Minor Thoughts from me to you

We Put the Girl in the Window

This story just breaks my heart. A 7-year old girl who was so neglected that she became a "feral child" -- completely unable to relate to other people, process emotions, or relate to the world.

"I've been in rooms with bodies rotting there for a week and it never stunk that bad," Holste said later. "There's just no way to describe it. Urine and feces -- dog, cat and human excrement -- smeared on the walls, mashed into the carpet. Everything dank and rotting."

Tattered curtains, yellow with cigarette smoke, dangling from bent metal rods. Cardboard and old comforters stuffed into broken, grimy windows. Trash blanketing the stained couch, the sticky counters.

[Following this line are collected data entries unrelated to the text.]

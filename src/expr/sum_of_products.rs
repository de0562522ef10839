use std::collections::BTreeMap;
use std::fmt;

use num::{BigInt, Integer};
use num_traits::{Signed, Zero};

use super::big_product::{BigProduct, Factors};
use super::Expression;
use crate::errors::AreaError;

// ============================================================================
// SumOfProducts
// ============================================================================

/// Flattened polynomial form: a set of [`BigProduct`] monomials.
///
/// Terms are keyed by their factor multiset, so two terms with identical
/// factors are merged on insertion and a term whose coefficient drops to zero
/// is removed.
#[derive(Debug, Clone, PartialEq, Eq, Hash, Default)]
pub struct SumOfProducts {
    // Map from factor multiset to coefficient, never zero
    terms: BTreeMap<Factors, BigInt>,
}

impl SumOfProducts {
    /// Create the empty (zero) sum
    #[must_use]
    pub fn new() -> Self {
        Self::default()
    }

    #[must_use]
    pub fn constant(n: BigInt) -> Self {
        Self::new().with_term(BigProduct::constant(n))
    }

    #[must_use]
    pub fn with_term(mut self, term: BigProduct) -> Self {
        self.add_term(term);
        self
    }

    /// Add a monomial, merging it with an existing term of the same factors.
    pub fn add_term(&mut self, term: BigProduct) {
        let (coefficient, factors) = term.into_parts();
        if coefficient.is_zero() {
            return;
        }
        let slot = self.terms.entry(factors).or_insert_with(BigInt::zero);
        *slot += coefficient;
        if slot.is_zero() {
            self.terms.retain(|_, c| !c.is_zero());
        }
    }

    #[must_use]
    pub fn is_zero(&self) -> bool {
        self.terms.is_empty()
    }

    #[must_use]
    pub fn term_count(&self) -> usize {
        self.terms.len()
    }

    pub fn terms(&self) -> impl Iterator<Item = BigProduct> + '_ {
        self.terms
            .iter()
            .map(|(f, c)| BigProduct::new(c.clone(), f.clone()))
    }

    /// Get the constant value if there are no geometric quantities left
    #[must_use]
    pub fn as_constant(&self) -> Option<BigInt> {
        match self.terms.len() {
            0 => Some(BigInt::zero()),
            1 => self
                .terms
                .iter()
                .next()
                .filter(|(f, _)| f.is_constant())
                .map(|(_, c)| c.clone()),
            _ => None,
        }
    }

    /// GCD of all coefficients, zero for the empty sum
    #[must_use]
    pub fn content(&self) -> BigInt {
        self.terms
            .values()
            .fold(BigInt::zero(), |acc, c| acc.gcd(c))
    }

    /// Divide every coefficient by the content and make the leading term
    /// positive. Only the presentation changes; zero stays zero.
    #[must_use]
    pub fn normalized(&self) -> Self {
        let content = self.content();
        if content.is_zero() {
            return Self::new();
        }
        let flip = self
            .terms
            .values()
            .next_back()
            .is_some_and(|c| c.is_negative());
        let divisor = if flip { -content } else { content };
        SumOfProducts {
            terms: self
                .terms
                .iter()
                .map(|(f, c)| (f.clone(), c / &divisor))
                .collect(),
        }
    }

    #[must_use]
    pub fn to_expression(&self) -> Expression {
        Expression::SumOfProducts(self.clone())
    }

    /// Unfold into plain `Sum`/`Product` nodes.
    #[must_use]
    pub fn to_basic_expression(&self) -> Expression {
        self.terms()
            .map(|t| t.to_expression())
            .reduce(Expression::sum)
            .unwrap_or_else(|| Expression::from(0))
    }

    #[must_use]
    pub fn size(&self) -> usize {
        1 + self
            .terms
            .keys()
            .map(|f| 1 + f.iter().count())
            .sum::<usize>()
    }
}

// ============================================================================
// Arithmetic
// ============================================================================

impl std::ops::Add<&SumOfProducts> for SumOfProducts {
    type Output = SumOfProducts;

    fn add(mut self, rhs: &SumOfProducts) -> Self {
        for term in rhs.terms() {
            self.add_term(term);
        }
        self
    }
}

impl std::ops::Mul<&SumOfProducts> for &SumOfProducts {
    type Output = SumOfProducts;

    fn mul(self, rhs: &SumOfProducts) -> SumOfProducts {
        let mut result = SumOfProducts::new();
        for lhs_term in self.terms() {
            for rhs_term in rhs.terms() {
                result.add_term(&lhs_term * &rhs_term);
            }
        }
        result
    }
}

impl std::ops::Neg for SumOfProducts {
    type Output = SumOfProducts;

    fn neg(mut self) -> Self::Output {
        for c in self.terms.values_mut() {
            *c = -std::mem::take(c);
        }
        self
    }
}

// ============================================================================
// Conversion
// ============================================================================

impl Expression {
    /// Expand a fraction-free expression into a flat sum of monomials.
    ///
    /// # Errors
    /// A `Fraction` anywhere in the tree is a contract violation and yields
    /// [`AreaError::MalformedExpression`].
    pub fn to_sum_of_products(&self) -> Result<SumOfProducts, AreaError> {
        match self {
            Expression::Number(n) => Ok(SumOfProducts::constant(n.clone())),
            Expression::Quantity(q) => {
                Ok(SumOfProducts::new().with_term(BigProduct::quantity(q.clone())))
            }
            Expression::Negate(e) => Ok(-e.to_sum_of_products()?),
            Expression::Sum(a, b) => Ok(a.to_sum_of_products()? + &b.to_sum_of_products()?),
            Expression::Product(a, b) => Ok(&a.to_sum_of_products()? * &b.to_sum_of_products()?),
            Expression::Fraction(..) => Err(AreaError::MalformedExpression(format!(
                "no sum of products for the fraction {self}"
            ))),
            Expression::BigProduct(p) if !p.is_polynomial() => Err(
                AreaError::MalformedExpression(format!("negative exponent in {self}")),
            ),
            Expression::BigProduct(p) => Ok(SumOfProducts::new().with_term(p.clone())),
            Expression::SumOfProducts(s) if !s.terms().all(|t| t.is_polynomial()) => Err(
                AreaError::MalformedExpression(format!("negative exponent in {self}")),
            ),
            Expression::SumOfProducts(s) => Ok(s.clone()),
        }
    }
}

impl fmt::Display for SumOfProducts {
    fn fmt(&self, f: &mut fmt::Formatter<'_>) -> fmt::Result {
        let terms: Vec<_> = self.terms().collect();
        match terms.as_slice() {
            [] => write!(f, "0"),
            [term] => write!(f, "{term}"),
            _ => {
                write!(f, "(+")?;
                for term in &terms {
                    write!(f, " {term}")?;
                }
                write!(f, ")")
            }
        }
    }
}
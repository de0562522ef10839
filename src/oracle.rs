use log::{debug, info};
use serde::{Deserialize, Serialize};

use crate::eliminate::LemmaUsage;
use crate::errors::AreaError;
use crate::figure::Figure;
use crate::prover::{Prover, ProverConf, Theorem, Verdict};
use crate::statement::Statement;
use crate::HashMap;

/// Answer of a [`DecisionOracle`].
#[derive(Debug, Clone, Copy, PartialEq, Eq, Hash, Serialize, Deserialize)]
pub enum Decision {
    True,
    False,
    Unknown,
}

/// Decides auxiliary statements the eliminator needs for its case splits.
pub trait DecisionOracle {
    /// # Errors
    /// Resource-limit failures of the oracle itself; an undecidable statement
    /// is `Ok(Decision::Unknown)`, not an error.
    fn decide(&mut self, statement: &Statement) -> Result<Decision, AreaError>;
}

impl<F> DecisionOracle for F
where
    F: FnMut(&Statement) -> Result<Decision, AreaError>,
{
    fn decide(&mut self, statement: &Statement) -> Result<Decision, AreaError> {
        self(statement)
    }
}

/// Decides statements by running the prover itself on the minimal figure
/// that contains the statement's points.
#[derive(Debug, Clone)]
pub struct ProverOracle {
    conf: ProverConf,
    depth: usize,
    memo: HashMap<String, Decision>,
    usage: LemmaUsage,
}

impl ProverOracle {
    #[must_use]
    pub fn new(conf: ProverConf) -> Self {
        Self::nested(conf, 0)
    }

    fn nested(conf: ProverConf, depth: usize) -> Self {
        ProverOracle {
            conf,
            depth,
            memo: HashMap::new(),
            usage: LemmaUsage::new(),
        }
    }

    #[must_use]
    pub fn depth(&self) -> usize {
        self.depth
    }

    /// Lemmas fired by all sub-proofs run so far, at any depth
    #[must_use]
    pub fn usage(&self) -> &LemmaUsage {
        &self.usage
    }

    /// Number of memoised decisions
    #[must_use]
    pub fn memo_len(&self) -> usize {
        self.memo.len()
    }
}

impl DecisionOracle for ProverOracle {
    fn decide(&mut self, statement: &Statement) -> Result<Decision, AreaError> {
        let key = statement.key();
        if let Some(decision) = self.memo.get(&key) {
            debug!("Oracle memo hit for {statement}: {decision:?}");
            return Ok(*decision);
        }
        if self.depth >= self.conf.max_oracle_depth {
            return Err(AreaError::RecursionBudgetExceeded {
                depth: self.depth + 1,
                limit: self.conf.max_oracle_depth,
            });
        }

        info!("Oracle at depth {} deciding {statement}", self.depth);
        let points = statement.points();
        let theorem = Theorem::new(
            format!("oracle: {statement}"),
            Figure::closure(&points),
            statement.clone(),
        );
        let conf = ProverConf {
            numeric_check: false,
            ..self.conf.clone()
        };
        let mut nested = Self::nested(conf.clone(), self.depth + 1);
        nested.memo = std::mem::take(&mut self.memo);
        let outcome = Prover::new(conf).prove_with_oracle(&theorem, &mut nested);
        self.usage.merge(&nested.usage);
        self.memo = nested.memo;

        let decision = match outcome {
            Ok(report) => {
                self.usage.merge(&report.lemma_usage);
                match report.verdict {
                    Verdict::Proved => Decision::True,
                    Verdict::Disproved => Decision::False,
                    Verdict::Inconclusive => Decision::Unknown,
                }
            }
            Err(AreaError::UnknownStatement(_) | AreaError::DivisionByZero(_)) => Decision::Unknown,
            Err(e) => return Err(e),
        };
        debug!("Oracle decided {statement}: {decision:?}");
        self.memo.insert(key, decision);
        Ok(decision)
    }
}
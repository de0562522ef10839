use std::collections::BTreeSet;
use std::fmt;

use crate::expr::Expression;
use crate::figure::Point;
use crate::uniformize::CollinearMemo;

/// A geometric statement, true iff its zero-expression vanishes.
#[derive(Debug, Clone, PartialEq, Eq)]
pub enum Statement {
    Collinear(Point, Point, Point),
    /// `AB` parallel to `CD`
    Parallel(Point, Point, Point, Point),
    /// `AB` perpendicular to `CD`
    Perpendicular(Point, Point, Point, Point),
    /// `|AB| = |CD|`
    EqualLength(Point, Point, Point, Point),
    Equal(Expression, Expression),
}

impl Statement {
    /// The expression that vanishes exactly when the statement holds.
    #[must_use]
    pub fn zero_expression(&self) -> Expression {
        let s = |a: &Point, b: &Point, c: &Point| Expression::area(a.clone(), b.clone(), c.clone());
        let p = |a: &Point, b: &Point, c: &Point| {
            Expression::pythagoras(a.clone(), b.clone(), c.clone())
        };
        match self {
            Statement::Collinear(a, b, c) => s(a, b, c),
            // S_ACBD
            Statement::Parallel(a, b, c, d) => Expression::sum(s(a, c, b), s(a, b, d)),
            // P_ACBD
            Statement::Perpendicular(a, b, c, d) => Expression::difference(p(a, c, d), p(b, c, d)),
            Statement::EqualLength(a, b, c, d) => Expression::difference(p(a, b, a), p(c, d, c)),
            Statement::Equal(lhs, rhs) => Expression::difference(lhs.clone(), rhs.clone()),
        }
    }

    /// Every point the statement talks about, in label order.
    #[must_use]
    pub fn points(&self) -> BTreeSet<Point> {
        match self {
            Statement::Collinear(a, b, c) => [a, b, c].into_iter().cloned().collect(),
            Statement::Parallel(a, b, c, d)
            | Statement::Perpendicular(a, b, c, d)
            | Statement::EqualLength(a, b, c, d) => [a, b, c, d].into_iter().cloned().collect(),
            Statement::Equal(lhs, rhs) => {
                let mut points = lhs.points();
                points.extend(rhs.points());
                points
            }
        }
    }

    /// Normalized printed form, equal for statements that differ only in
    /// point order or sign.
    #[must_use]
    pub fn key(&self) -> String {
        let uniform = self.zero_expression().uniformize(&CollinearMemo::new());
        let simplified = uniform.simplify().unwrap_or(uniform);
        match simplified {
            Expression::Negate(inner) => inner.to_string(),
            e => e.to_string(),
        }
    }
}

impl fmt::Display for Statement {
    fn fmt(&self, f: &mut fmt::Formatter<'_>) -> fmt::Result {
        match self {
            Statement::Collinear(a, b, c) => write!(f, "(collinear {a} {b} {c})"),
            Statement::Parallel(a, b, c, d) => write!(f, "(parallel {a} {b} {c} {d})"),
            Statement::Perpendicular(a, b, c, d) => write!(f, "(perpendicular {a} {b} {c} {d})"),
            Statement::EqualLength(a, b, c, d) => write!(f, "(equal-length {a} {b} {c} {d})"),
            Statement::Equal(lhs, rhs) => write!(f, "(= {lhs} {rhs})"),
        }
    }
}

The floor, walls, even the ceiling seemed to sway beneath legions of scuttling roaches.

First he saw the girl's eyes: dark and wide, unfocused, unblinking. She wasn't looking at him so much as through him.

She lay on a torn, moldy mattress on the floor. She was curled on her side, long legs tucked into her emaciated chest. Her ribs and collarbone jutted out; one skinny arm was slung over her face; her black hair was matted, crawling with lice. Insect bites, rashes and sores pocked her skin. Though she looked old enough to be in school, she was naked -- except for a swollen diaper.

"The pile of dirty diapers in that room must have been 4 feet high," the detective said. "The glass in the window had been broken, and that child was just lying there, surrounded by her own excrement and bugs."

When he bent to lift her, she yelped like a lamb. "It felt like I was picking up a baby," Holste said. "I put her over my shoulder, and that diaper started leaking down my leg."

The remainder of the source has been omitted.